Use Language Understandable to the Average Person

The language used in the identification should be that which could be understood by the average person, not having an in-depth knowledge of the relevant field. If terms of art of a particular field or industry are used in the description and those terms are not understood by the general population, the identification should include an explanation of the specialized terminology.

Use Proper Punctuation (Semicolon vs. Comma)

The use of a comma instead of a semicolon can be problematic. A semicolon should be used to separate distinct categories of goods or services within a single class. For example, in the case of In re Midwest Gaming & Entertainment LLC, No. 85/111552 (TTAB 2013), the prior registrant’s use of a semicolon rather than a comma in the description of services was key to the USPTO providing that registration with a broad blocking effect. In that case, the applicant applied to register the mark LOTUS for “bar services located in a casino.” The trademark board affirmed the trademark examining attorney’s refusal to register that mark based on a previously registered trademark LOTUS (Reg. No. 3,398,674) for “providing banquet and social function facilities for special occasions; restaurant and bar services.”
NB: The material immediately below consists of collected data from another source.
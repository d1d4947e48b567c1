//! `PerturbationModel` — hook for stochastic deviations from the schedule.
//!
//! The scheduler consults the model at two points of a job's life:
//!
//! - **Admission** (the job enters the dispatch window): requirement
//!   changes, start delays and cancellations announced ahead of the start.
//! - **Start of work**: a work-time delay and, possibly, a temporary need
//!   for extra tugs while the job is in progress.
//!
//! Every call receives a [`TaskRng`] seeded from the run seed, the job id
//! and the decision point, so a job's perturbations do not depend on which
//! other jobs exist.  Models compose with [`PerturbationExt::then`].

use rand::distributions::{Distribution, WeightedIndex};
use tug_core::{CapabilityClass, Minutes, SimTime, TaskRng};
use tug_event::EventKind;
use tug_model::Task;

use crate::{SimError, SimResult};

// ── Trait ─────────────────────────────────────────────────────────────────────

/// # Contract
///
/// - Deterministic given the same `rng` state.
/// - No I/O, no blocking.
/// - `Send + Sync`: replications may share one model across threads.
pub trait PerturbationModel: Send + Sync {
    /// Events to raise against `task` when it is admitted.  Times earlier
    /// than the admission time are clamped to it by the scheduler.
    fn on_admit(&self, _task: &Task, _rng: &mut TaskRng) -> Vec<(SimTime, EventKind)> {
        vec![]
    }

    /// Time and size of the work delay for a job that just started.  `None`
    /// means the job ends exactly as predicted.
    fn work_delay(&self, _task: &Task, _rng: &mut TaskRng) -> Option<(SimTime, Minutes)> {
        None
    }

    /// Time and extra classes of a temporary need for a job that just
    /// started.
    fn temporary_need(
        &self,
        _task: &Task,
        _rng:  &mut TaskRng,
    ) -> Option<(SimTime, Vec<CapabilityClass>)> {
        None
    }
}

// ── No-op ─────────────────────────────────────────────────────────────────────

/// Runs the schedule exactly as planned.
pub struct NoPerturbation;

impl PerturbationModel for NoPerturbation {}

// ── Chaining ──────────────────────────────────────────────────────────────────

/// Two models in sequence: admission events are concatenated; for work
/// delays and temporary needs the first model that answers wins.
pub struct ChainedPerturbation<A: PerturbationModel, B: PerturbationModel> {
    first:  A,
    second: B,
}

impl<A: PerturbationModel, B: PerturbationModel> PerturbationModel for ChainedPerturbation<A, B> {
    fn on_admit(&self, task: &Task, rng: &mut TaskRng) -> Vec<(SimTime, EventKind)> {
        let mut events = self.first.on_admit(task, rng);
        events.extend(self.second.on_admit(task, rng));
        events
    }

    fn work_delay(&self, task: &Task, rng: &mut TaskRng) -> Option<(SimTime, Minutes)> {
        self.first
            .work_delay(task, rng)
            .or_else(|| self.second.work_delay(task, rng))
    }

    fn temporary_need(&self, task: &Task, rng: &mut TaskRng) -> Option<(SimTime, Vec<CapabilityClass>)> {
        self.first
            .temporary_need(task, rng)
            .or_else(|| self.second.temporary_need(task, rng))
    }
}

/// Adds `.then(other)` to any `PerturbationModel`.
pub trait PerturbationExt: PerturbationModel + Sized {
    fn then<B: PerturbationModel>(self, other: B) -> ChainedPerturbation<Self, B> {
        ChainedPerturbation { first: self, second: other }
    }
}

impl<M: PerturbationModel + Sized> PerturbationExt for M {}

// ── Stochastic model ──────────────────────────────────────────────────────────

/// Probabilities and ranges of [`StochasticPerturbation`].  Per-movement
/// arrays are indexed by [`Movement::index`][tug_model::Movement::index]
/// (inbound, outbound, transfer).
#[derive(Clone, Debug, PartialEq)]
#[cfg_attr(feature = "serde", derive(serde::Serialize, serde::Deserialize), serde(default))]
pub struct PerturbationConfig {
    /// Requirement changes are announced this many minutes (inclusive range)
    /// before the scheduled start.
    pub change_lead:          (Minutes, Minutes),
    /// Replace one required class with a stronger one.
    pub upgrade_prob:         f64,
    /// Require one more tug.
    pub add_tug_prob:         f64,
    /// `add_tug_prob` at or above `windy_level`.
    pub add_tug_prob_windy:   f64,
    pub windy_level:          u8,
    pub start_delay_prob:     [f64; 3],
    pub max_start_delay:      [Minutes; 3],
    /// Start delays and cancellations are announced up to this long ahead.
    pub notice:               Minutes,
    pub cancel_prob:          [f64; 3],
    pub temp_need_prob:       [f64; 3],
    /// Sample work delays at all.  When off, StartWork is followed directly
    /// by EndWork.
    pub work_delays:          bool,
    /// Weights of the ten delay buckets per movement; bucket `k` lengthens
    /// the job by `(0.9 − 0.2·k)` of its predicted work time.
    pub work_delay_buckets:   [[f64; 10]; 3],
}

impl Default for PerturbationConfig {
    fn default() -> Self {
        Self {
            change_lead:        (10, 20),
            upgrade_prob:       0.05,
            add_tug_prob:       0.05,
            add_tug_prob_windy: 0.15,
            windy_level:        5,
            start_delay_prob:   [0.30, 0.20, 0.10],
            max_start_delay:    [60, 90, 30],
            notice:             30,
            cancel_prob:        [0.02, 0.03, 0.01],
            temp_need_prob:     [0.05, 0.03, 0.02],
            work_delays:        true,
            work_delay_buckets: [
                [0.0840, 0.4958, 0.2647, 0.1387, 0.0168, 0.0, 0.0, 0.0, 0.0, 0.0],
                [0.0, 0.0526, 0.1005, 0.2010, 0.2727, 0.1914, 0.0431, 0.0670, 0.0335, 0.0383],
                [0.2222, 0.4815, 0.1852, 0.1111, 0.0, 0.0, 0.0, 0.0, 0.0, 0.0],
            ],
        }
    }
}

impl PerturbationConfig {
    pub fn validate(&self) -> SimResult<()> {
        let probs = [self.upgrade_prob, self.add_tug_prob, self.add_tug_prob_windy]
            .into_iter()
            .chain(self.start_delay_prob)
            .chain(self.cancel_prob)
            .chain(self.temp_need_prob);
        for p in probs {
            if !(0.0..=1.0).contains(&p) {
                return Err(SimError::Config(format!("probability {p} outside [0, 1]")));
            }
        }
        if self.change_lead.0 < 0 || self.change_lead.0 > self.change_lead.1 {
            return Err(SimError::Config("change lead must be a non-negative range".into()));
        }
        if self.notice < 0 || self.max_start_delay.iter().any(|&d| d < 1) {
            return Err(SimError::Config("notice must be non-negative and start delays positive".into()));
        }
        if self.work_delays {
            for row in &self.work_delay_buckets {
                WeightedIndex::new(row)
                    .map_err(|e| SimError::Config(format!("work delay buckets {row:?}: {e}")))?;
            }
        }
        Ok(())
    }

    /// All perturbations off.  Useful as a base for scripted what-if runs.
    pub fn quiet() -> Self {
        Self {
            upgrade_prob:       0.0,
            add_tug_prob:       0.0,
            add_tug_prob_windy: 0.0,
            start_delay_prob:   [0.0; 3],
            cancel_prob:        [0.0; 3],
            temp_need_prob:     [0.0; 3],
            work_delays:        false,
            ..Self::default()
        }
    }
}

/// The harbour's empirical disturbance model.
pub struct StochasticPerturbation {
    config: PerturbationConfig,
}

impl StochasticPerturbation {
    pub fn new(config: PerturbationConfig) -> SimResult<Self> {
        config.validate()?;
        Ok(Self { config })
    }

    pub fn config(&self) -> &PerturbationConfig {
        &self.config
    }

    /// A changed requirement list, or `None` if the requirement stands.
    fn changed_requirement(&self, task: &Task, rng: &mut TaskRng) -> Option<Vec<CapabilityClass>> {
        let c = &self.config;
        let required = &task.required;
        if required.iter().all(|&r| r == CapabilityClass::T130) {
            return None;
        }
        let add_prob = if task.wind_level >= c.windy_level { c.add_tug_prob_windy } else { c.add_tug_prob };

        let draw: f64 = rng.random();
        let mut changed = required.clone();
        if draw < c.upgrade_prob {
            let upgradable: Vec<usize> = (0..changed.len())
                .filter(|&i| changed[i] != CapabilityClass::T130)
                .collect();
            let &i = rng.choose(&upgradable)?;
            let stronger: Vec<CapabilityClass> =
                CapabilityClass::ALL.into_iter().filter(|&k| k > changed[i]).collect();
            changed[i] = *rng.choose(&stronger)?;
        } else if draw < c.upgrade_prob + add_prob {
            // The extra tug is never stronger than the strongest already required.
            let top = required.iter().copied().max()?;
            let weaker: Vec<CapabilityClass> = CapabilityClass::ALL.into_iter().filter(|&k| k <= top).collect();
            changed.push(*rng.choose(&weaker)?);
        } else {
            return None;
        }
        changed.sort_unstable();
        Some(changed)
    }
}

impl Default for StochasticPerturbation {
    fn default() -> Self {
        Self { config: PerturbationConfig::default() }
    }
}

impl PerturbationModel for StochasticPerturbation {
    fn on_admit(&self, task: &Task, rng: &mut TaskRng) -> Vec<(SimTime, EventKind)> {
        let c = &self.config;
        let m = task.movement.index();
        let start = task.scheduled_start;
        let mut events = Vec::new();

        if let Some(required) = self.changed_requirement(task, rng) {
            let lead = rng.gen_range(c.change_lead.0..=c.change_lead.1);
            events.push((start - lead, EventKind::RequirementChange { required }));
        }
        if rng.gen_bool(c.start_delay_prob[m]) {
            let delay = rng.gen_range(1..=c.max_start_delay[m]);
            let notice = rng.gen_range(0..=c.notice);
            events.push((start - notice, EventKind::StartDelay { delay }));
        }
        if rng.gen_bool(c.cancel_prob[m]) {
            let notice = rng.gen_range(0..=c.notice);
            events.push((start - notice, EventKind::Cancel));
        }
        events
    }

    fn work_delay(&self, task: &Task, rng: &mut TaskRng) -> Option<(SimTime, Minutes)> {
        let c = &self.config;
        if !c.work_delays || task.work_time <= 0 {
            return None;
        }
        let work = task.work_time;
        let elapsed = rng.gen_range(0..work);
        let buckets = WeightedIndex::new(&c.work_delay_buckets[task.movement.index()]).ok()?;
        let bucket = buckets.sample(rng.inner());
        let fraction = 0.9 - 0.2 * bucket as f64;
        let delay = ((fraction * work as f64).round() as Minutes).max(elapsed - work);
        Some((task.realized_start + elapsed, delay))
    }

    fn temporary_need(&self, task: &Task, rng: &mut TaskRng) -> Option<(SimTime, Vec<CapabilityClass>)> {
        if task.work_time <= 0 || !rng.gen_bool(self.config.temp_need_prob[task.movement.index()]) {
            return None;
        }
        let elapsed = rng.gen_range(1..=task.work_time);
        let class = *rng.choose(&CapabilityClass::ALL)?;
        Some((task.realized_start + elapsed, vec![class]))
    }
}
The applicant argued that “restaurant and bar services” should be limited by the preceding language of “providing banquet and social function facilities for special occasions.” Particularly, the applicant argued that the restaurant and bar services of the registration, “must be limited to a specific type of such services and to a specific trade channel and class of purchasers, i.e., to restaurant and bar services provided in connection with ‘providing banquet and social function facilities for special occasions.’”

The trademark board rejected this argument, stating “Under standard examination practice, a semicolon is used to separate distinct categories of goods or services.” The board continued, “We find that here, the semicolon separates the registrant’s ‘restaurant and bar services’ into a discrete category of services which is not connected to nor dependent on the ‘providing banquet and social function facilities for special occasions’ services set out on the other side of the semicolon.”

As the registrant’s “restaurant and bar services” were not limited to any particular location or trade channel, then it was presumed to cover all trade channels or classes of purchasers, including those in a casino. In other words, the registration’s broad use of “restaurant and bar services” stood on its own, separate from and not limited by “banquet and social function facilities” services. The use of a semi colon provided the owner of the registered LOTUS mark with broad blocking protection.

If a comma was used rather than a semi colon here, the result of this case would have been different. The LOTUS registration would not have blocked the LOTUS applicant. The use of a comma, when a semi colon should be used, would have narrow the blocking effect of the LOTUS registered trademark.  A narrowed blocking effect means that similar marks will be more likely to be registered and your ability to broadly protect your trademark rights will be reduced.

Do not include trademarks in the Description

Do not include trademarks in your description. If your product is designed to work with a particular other product, describe that other product generally rather than referring to it by its brand name. Not: “engine parts for use on Ford cars”, but instead “engine parts for use on automobiles.”

Do not include goods or services that you do not sell to the public

If you use marketing to promote your business (like most businesses), but you do not help others market their business, non-profits, etc., then you should not list marketing in your description of services. The description includes goods and/or services that you sell to or provide for others.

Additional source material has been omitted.